I watched him as he flitted across the room to the private bar and began shuffling through the cabinets. “Mind if I ask why Laetatia would need tweezers?”
“Drunk people break glasses.” Itazura shrugged. “And they fall a lot. Add broken glass to a large crowd of rowdy, clumsy people and you get a nasty combination. Ah ha!” He drew out a shiny pair of tweezers from the drawer. “Anyway, Laetatia is the Goddess of Festivities. As such she keeps tools for all sorts of bizarre situations and injuries.”
“Thank you, Laetatia,” I murmured.
Once Itazura located a bowl for the glass pieces, he set to work. He moved nimbly, causing as little pain as possible given the situation. But that didn’t keep me from cursing every time he plucked a piece from my back.
“I hate my life,” I muttered into the pillows of the couch after Itazura extracted a particularly large piece of glass and placed it in the bowl with a clink.
“It could be worse,” Itazura said. “You could be dead. Then you wouldn’t have a life to complain about at all.”
“Somehow I think that would be an improvement,” I said.

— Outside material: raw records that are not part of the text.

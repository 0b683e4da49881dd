use sea_orm_migration::prelude::*;

#[derive(DeriveMigrationName)]
pub struct Migration;

#[async_trait::async_trait]
impl MigrationTrait for Migration {
    async fn up(&self, manager: &SchemaManager) -> Result<(), DbErr> {
        manager
            .create_table(
                Table::create()
                    .table(Media::Table)
                    .if_not_exists()
                    .col(ColumnDef::new(Media::Kind).string().not_null())
                    .col(ColumnDef::new(Media::Id).big_integer().not_null())
                    .col(ColumnDef::new(Media::Title).string().null())
                    .col(ColumnDef::new(Media::Year).integer().null())
                    .col(ColumnDef::new(Media::OtherYear).integer().null())
                    .col(ColumnDef::new(Media::PosterUrl).string().null())
                    .col(ColumnDef::new(Media::SiteRating).double().null())
                    .col(ColumnDef::new(Media::CriticsRating).double().null())
                    .col(
                        ColumnDef::new(Media::UpdatedAt)
                            .timestamp_with_time_zone()
                            .not_null()
                            .default(Expr::current_timestamp()),
                    )
                    .primary_key(Index::create().col(Media::Kind).col(Media::Id))
                    .to_owned(),
            )
            .await
    }

    async fn down(&self, manager: &SchemaManager) -> Result<(), DbErr> {
        manager
            .drop_table(Table::drop().table(Media::Table).to_owned())
            .await
    }
}

#[derive(DeriveIden)]
enum Media {
    Table,
    Kind,
    Id,
    Title,
    Year,
    OtherYear,
    PosterUrl,
    SiteRating,
    CriticsRating,
    UpdatedAt,
}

We were silent for a long while, except for my grunts of pain. Without conversation to distract me, memories of my dream slipped back in. Funny, it played through my head more like a bad memory than an actual dream. Every detail seemed so fresh. The words. The sensations. I touched my neck where the girl had wrapped her fingers around my throat and squeezed.
Too late.
Always too late.
And maybe it was. If the wendigoes had raided the prison then my friends. . . .

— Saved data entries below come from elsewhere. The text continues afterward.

use std::time::Duration;

const DEFAULT_DATABASE_URL: &str = "sqlite://kinofeed.db?mode=rwc";
const DEFAULT_PORT: u16 = 8080;
const DEFAULT_SYNC_INTERVAL_SECS: u64 = 3 * 60;
const DEFAULT_REFRESH_INTERVAL_SECS: u64 = 6 * 60 * 60;
const DEFAULT_MAINTENANCE_INTERVAL_SECS: u64 = 5 * 60;
const DEFAULT_GC_INTERVAL_SECS: u64 = 20 * 60;
const DEFAULT_STUCK_AFTER_MINS: u64 = 5;
const DEFAULT_RETENTION_MINS: u64 = 20;

fn env_string(name: &str) -> Option<String> {
    std::env::var(name)
        .ok()
        .map(|v| v.trim().to_string())
        .filter(|v| !v.is_empty())
}

fn env_u64(name: &str) -> Option<u64> {
    std::env::var(name).ok().and_then(|v| v.parse::<u64>().ok())
}

fn secs(value: Option<u64>, min: u64, max: u64, default: u64) -> Duration {
    Duration::from_secs(value.map(|v| v.clamp(min, max)).unwrap_or(default))
}

fn mins(value: Option<u64>, min: u64, max: u64, default: u64) -> u64 {
    value.map(|v| v.clamp(min, max)).unwrap_or(default)
}

/// Server settings, read from the environment once at startup and handed to
/// each component explicitly.
#[derive(Debug, Clone)]
pub struct ServerConfig {
    pub database_url: String,
    pub port: u16,
    /// How often a sync job pair is fanned out per tracker.
    pub sync_interval: Duration,
    /// How often a detail-refresh job is fanned out per known media row.
    pub refresh_interval: Duration,
    /// How often stuck RUNNING jobs are requeued.
    pub maintenance_interval: Duration,
    /// How often terminal jobs past retention are deleted.
    pub gc_interval: Duration,
    /// A RUNNING job older than this is considered stuck.
    pub stuck_after_mins: u64,
    /// Terminal jobs are kept this long before GC.
    pub retention_mins: u64,
}

impl ServerConfig {
    pub fn from_env() -> Self {
        ServerConfig {
            database_url: env_string("DATABASE_URL")
                .unwrap_or_else(|| DEFAULT_DATABASE_URL.to_string()),
            port: env_u64("KINOFEED_PORT")
                .and_then(|v| u16::try_from(v).ok())
                .unwrap_or(DEFAULT_PORT),
            sync_interval: secs(
                env_u64("KINOFEED_SYNC_INTERVAL_SECS"),
                10,
                24 * 60 * 60,
                DEFAULT_SYNC_INTERVAL_SECS,
            ),
            refresh_interval: secs(
                env_u64("KINOFEED_REFRESH_INTERVAL_SECS"),
                60,
                7 * 24 * 60 * 60,
                DEFAULT_REFRESH_INTERVAL_SECS,
            ),
            maintenance_interval: secs(
                env_u64("KINOFEED_MAINTENANCE_INTERVAL_SECS"),
                10,
                24 * 60 * 60,
                DEFAULT_MAINTENANCE_INTERVAL_SECS,
            ),
            gc_interval: secs(
                env_u64("KINOFEED_GC_INTERVAL_SECS"),
                10,
                24 * 60 * 60,
                DEFAULT_GC_INTERVAL_SECS,
            ),
            stuck_after_mins: mins(
                env_u64("KINOFEED_STUCK_AFTER_MINS"),
                1,
                24 * 60,
                DEFAULT_STUCK_AFTER_MINS,
            ),
            retention_mins: mins(
                env_u64("KINOFEED_RETENTION_MINS"),
                1,
                30 * 24 * 60,
                DEFAULT_RETENTION_MINS,
            ),
        }
    }
}

#[cfg(test)]
mod tests {
    use super::*;

    #[test]
    fn secs_clamps_and_defaults() {
        assert_eq!(secs(None, 10, 100, 30), Duration::from_secs(30));
        assert_eq!(secs(Some(5), 10, 100, 30), Duration::from_secs(10));
        assert_eq!(secs(Some(500), 10, 100, 30), Duration::from_secs(100));
        assert_eq!(secs(Some(60), 10, 100, 30), Duration::from_secs(60));
    }

    #[test]
    fn mins_clamps_and_defaults() {
        assert_eq!(mins(None, 1, 60, 5), 5);
        assert_eq!(mins(Some(0), 1, 60, 5), 1);
        assert_eq!(mins(Some(120), 1, 60, 5), 60);
    }
}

“What’s wrong, little human?” Itazura asked.
“Nothing,” I mumbled.
“Then why are you crying?” Itazura asked.
“What?” I glowered at him. “I am
not
crying.”
“I would check again, because I think you are,” Itazura said.
He had to be messing with me. I wouldn’t cry in front of him. I–I touched my face just below my eye. Wetness dampened my fingertips. “Oh gods, I am.”

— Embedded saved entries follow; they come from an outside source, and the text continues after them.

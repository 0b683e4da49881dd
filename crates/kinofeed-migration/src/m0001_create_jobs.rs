use sea_orm_migration::prelude::*;

#[derive(DeriveMigrationName)]
pub struct Migration;

#[async_trait::async_trait]
impl MigrationTrait for Migration {
    async fn up(&self, manager: &SchemaManager) -> Result<(), DbErr> {
        manager
            .create_table(
                Table::create()
                    .table(Jobs::Table)
                    .if_not_exists()
                    .col(
                        ColumnDef::new(Jobs::Id)
                            .big_integer()
                            .not_null()
                            .auto_increment()
                            .primary_key(),
                    )
                    .col(ColumnDef::new(Jobs::Status).string().not_null())
                    .col(ColumnDef::new(Jobs::Kind).string().not_null())
                    .col(ColumnDef::new(Jobs::Payload).text().not_null())
                    .col(
                        ColumnDef::new(Jobs::CreatedAt)
                            .timestamp_with_time_zone()
                            .not_null()
                            .default(Expr::current_timestamp()),
                    )
                    .col(
                        ColumnDef::new(Jobs::StartedAt)
                            .timestamp_with_time_zone()
                            .null(),
                    )
                    .col(
                        ColumnDef::new(Jobs::FinishedAt)
                            .timestamp_with_time_zone()
                            .null(),
                    )
                    .to_owned(),
            )
            .await?;

        manager
            .create_index(
                Index::create()
                    .name("idx_jobs_status_kind")
                    .table(Jobs::Table)
                    .col(Jobs::Status)
                    .col(Jobs::Kind)
                    .to_owned(),
            )
            .await?;

        manager
            .create_index(
                Index::create()
                    .name("idx_jobs_created_at")
                    .table(Jobs::Table)
                    .col(Jobs::CreatedAt)
                    .to_owned(),
            )
            .await
    }

    async fn down(&self, manager: &SchemaManager) -> Result<(), DbErr> {
        manager
            .drop_index(
                Index::drop()
                    .name("idx_jobs_created_at")
                    .table(Jobs::Table)
                    .to_owned(),
            )
            .await?;

        manager
            .drop_index(
                Index::drop()
                    .name("idx_jobs_status_kind")
                    .table(Jobs::Table)
                    .to_owned(),
            )
            .await?;

        manager
            .drop_table(Table::drop().table(Jobs::Table).to_owned())
            .await
    }
}

#[derive(DeriveIden)]
enum Jobs {
    Table,
    Id,
    Status,
    Kind,
    Payload,
    CreatedAt,
    StartedAt,
    FinishedAt,
}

“I know,” Itazura said. “What’s wrong?”
“Nothing,” I croaked. “Just in pain, that’s all.”
“Little human, in the time I’ve known you you’ve been kicked half to death by a shape shifter, you’ve almost lost your fingers, you’ve broken part of your rib cage, and you’ve had a killer hangover that would put some gods out of commission. All of those things are far more painful than what you are experiencing right now,” Itazura said. “But you never cried. You don’t cry at pain. The only time I’ve seen you tear up is after your encounter with Meroquio. And you weren’t crying because of pain. Not physical at least.”
“Since when did you become so observant?” I murmured after a pause. And how had he noticed me crying in the middle of the rain? I had surely turned away before the tears started.
“I’ve lived amongst humans for a while. I’m good at figuring out how they work in a short amount of time.” Itazura shrugged. I flinched as he plucked another shard of glass from my back. “So?”
“So what?”
“You didn’t answer my question. Why are you crying?”
I exhaled, pressing my cheek against the couch cushions as if I could hide my tears in the comfortable surface. A few days ago, when I first met Itazura, I would have snapped at him and told him it was none of his business. But right now, I didn’t have the energy to put on a tough face.
“Kova said the wendigo hoard picked up a meal of souls when they went through the prison,” I said, instead of giving him a straight answer. “What did she mean?”
“Do you not know what a wendigo is?” Itazura asked.